The White House claims that despite ongoing dialogue since April, Costa Rica has not taken sufficient action to reduce these barriers or align more closely with U.S. trade policy. Countries that the administration deems as making “insufficient progress” face escalation to the 15% minimum threshold under the current policy framework.

Costa Rica’s Response

Costa Rican officials reject the justification for the tariff increase. The Ministry of Foreign Trade (COMEX) maintains that the country runs a trade deficit with the United States, not the surplus claimed by U.S. authorities. Officials have called the U.S. claims “not consistent with the data.

Foreign Trade Minister Manuel Tovar has characterized the move as “disappointing,” emphasizing that Costa Rica maintains an open and cooperative relationship with the United States. President Rodrigo Chaves has taken a more measured public approach, describing the situation as part of “ongoing conversations” while expressing confidence that a resolution can be reached through diplomatic channels.

Economic Impact

The tariff increase directly affects several key Costa Rican export sectors. Medical devices, coffee, pineapples, and bananas (all significant contributors to the country’s export economy) now face higher costs when entering the U.S. market. The medical device industry, which has seen substantial U.S. investment in Costa Rica over recent years, represents a particular area of concern for policymakers and business leaders.

The Costa Rican Chamber of Exporters (CADEXCO) has warned that the additional 5% tariff could undermine competitiveness and potentially discourage future investment in the country’s export sectors.

Broader Context

Costa Rica’s tariff increase is part of a wider U.S. trade enforcement effort that has targeted multiple countries worldwide.
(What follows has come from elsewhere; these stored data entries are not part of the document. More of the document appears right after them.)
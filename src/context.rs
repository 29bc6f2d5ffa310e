use serde::ser::SerializeSeq;
use serde::{Serialize, Serializer};
use std::collections::HashMap;
use std::fmt::{Display, Formatter};

/// Supported context attribute value types.
///
/// These correspond to the variable types that can be declared for a project:
/// `string`, `int`, `float`, `bool` and `set` (a set of strings).
#[derive(Debug)]
pub enum ContextValue {
    /// String context attribute value.
    String(String),
    /// Signed integer context attribute value.
    Int(i64),
    /// Float context attribute value.
    Float(f64),
    /// Bool context attribute value.
    Bool(bool),
    /// String set context attribute value.
    StringVec(Vec<String>),
}

impl Display for ContextValue {
    fn fmt(&self, f: &mut Formatter<'_>) -> std::fmt::Result {
        match self {
            ContextValue::String(val) => f.write_str(val),
            ContextValue::Int(val) => write!(f, "{val}"),
            ContextValue::Float(val) => write!(f, "{val}"),
            ContextValue::Bool(val) => write!(f, "{val}"),
            ContextValue::StringVec(_) => f.write_str("<vec of strings>"),
        }
    }
}

impl Serialize for ContextValue {
    fn serialize<S>(&self, serializer: S) -> Result<S::Ok, S::Error>
    where
        S: Serializer,
    {
        match self {
            ContextValue::String(val) => serializer.serialize_str(val),
            ContextValue::Int(val) => serializer.serialize_i64(*val),
            ContextValue::Float(val) => serializer.serialize_f64(*val),
            ContextValue::Bool(val) => serializer.serialize_bool(*val),
            ContextValue::StringVec(val) => {
                let mut seq = serializer.serialize_seq(Some(val.len()))?;
                for element in val {
                    seq.serialize_element(element)?;
                }
                seq.end()
            }
        }
    }
}

impl ContextValue {
    /// The string form used for `percent` bucketing. Must stay stable across
    /// releases, otherwise users change buckets on upgrade.
    pub(crate) fn bucketing_key(&self) -> Option<String> {
        match self {
            ContextValue::String(val) => Some(val.clone()),
            ContextValue::Int(val) => Some(val.to_string()),
            ContextValue::Float(val) => Some(val.to_string()),
            ContextValue::Bool(val) => Some(val.to_string()),
            // Sets are not hashable.
            ContextValue::StringVec(_) => None,
        }
    }

    pub(crate) fn as_str(&self) -> Option<&str> {
        match self {
            ContextValue::String(val) => Some(val.as_str()),
            _ => None,
        }
    }

    pub(crate) fn as_float(&self) -> Option<f64> {
        match self {
            ContextValue::Int(val) => Some(*val as f64),
            ContextValue::Float(val) => Some(*val),
            _ => None,
        }
    }

    pub(crate) fn as_str_vec(&self) -> Option<&[String]> {
        match self {
            ContextValue::StringVec(val) => Some(val.as_slice()),
            _ => None,
        }
    }
}

/// Describes a request-scoped context. Contains the attributes that condition
/// checks are evaluated against.
///
/// # Examples:
///
/// ```rust
/// use featureflags::Context;
///
/// let ctx = Context::new()
///     .set("plan", "pro")
///     .set("team_size", 42)
///     .set("roles", vec!["admin", "billing"]);
/// ```
#[derive(Serialize, Default)]
pub struct Context {
    attributes: HashMap<String, ContextValue>,
}

impl Context {
    /// Initializes a new empty [`Context`].
    pub fn new() -> Self {
        Self::default()
    }

    /// Sets a context attribute used in condition checks (e.g. user id, plan,
    /// subscription type, etc.)
    ///
    /// # Examples:
    ///
    /// ```rust
    /// use featureflags::Context;
    ///
    /// let ctx = Context::new()
    ///     .set("plan", "pro")
    ///     .set("rating", 4.5);
    /// ```
    pub fn set<T: Into<ContextValue>>(mut self, key: &str, value: T) -> Self {
        self.attributes.insert(key.to_owned(), value.into());
        self
    }

    pub(crate) fn get(&self, key: &str) -> Option<&ContextValue> {
        self.attributes.get(key)
    }
}

impl Display for Context {
    fn fmt(&self, f: &mut Formatter<'_>) -> std::fmt::Result {
        match serde_json::to_string(self) {
            Ok(str) => write!(f, "{str}"),
            Err(_) => f.write_str("<invalid context>"),
        }
    }
}

impl From<Vec<&str>> for ContextValue {
    fn from(value: Vec<&str>) -> Self {
        let str_vec = value.iter().map(|x| x.to_string()).collect();
        Self::StringVec(str_vec)
    }
}

from_val_to_enum!(ContextValue String String);
from_val_to_enum!(ContextValue StringVec Vec<String>);
from_val_to_enum!(ContextValue Bool bool);
from_val_to_enum_into!(ContextValue Float f64 f32);
from_val_to_enum_into!(ContextValue Int i8 i16 i32 i64 u8 u16 u32);
from_val_to_enum_into!(ContextValue String &str);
The current round of measures announced last week includes new or increased tariffs on countries like Brazil, Ecuador, Malaysia, and India in addition to Costa Rica. Some countries face rates as high as 25% or more, depending on the specific trade relationship and products involved.

The policy framework treats trade deficits as national security concerns and gives the administration authority to impose what it calls “reciprocal tariffs” on countries deemed to maintain unfair trading advantages.

What’s Next

Costa Rican officials continue to pursue diplomatic solutions, with COMEX coordinating ongoing negotiations with U.S. trade authorities. The government has not announced any retaliatory measures and appears focused on demonstrating that the tariff increase is both economically harmful and factually unjustified.

No timeline has been established for potential resolution of the dispute. For now, Costa Rican exporters and businesses must navigate the reality of higher costs when accessing their largest export market.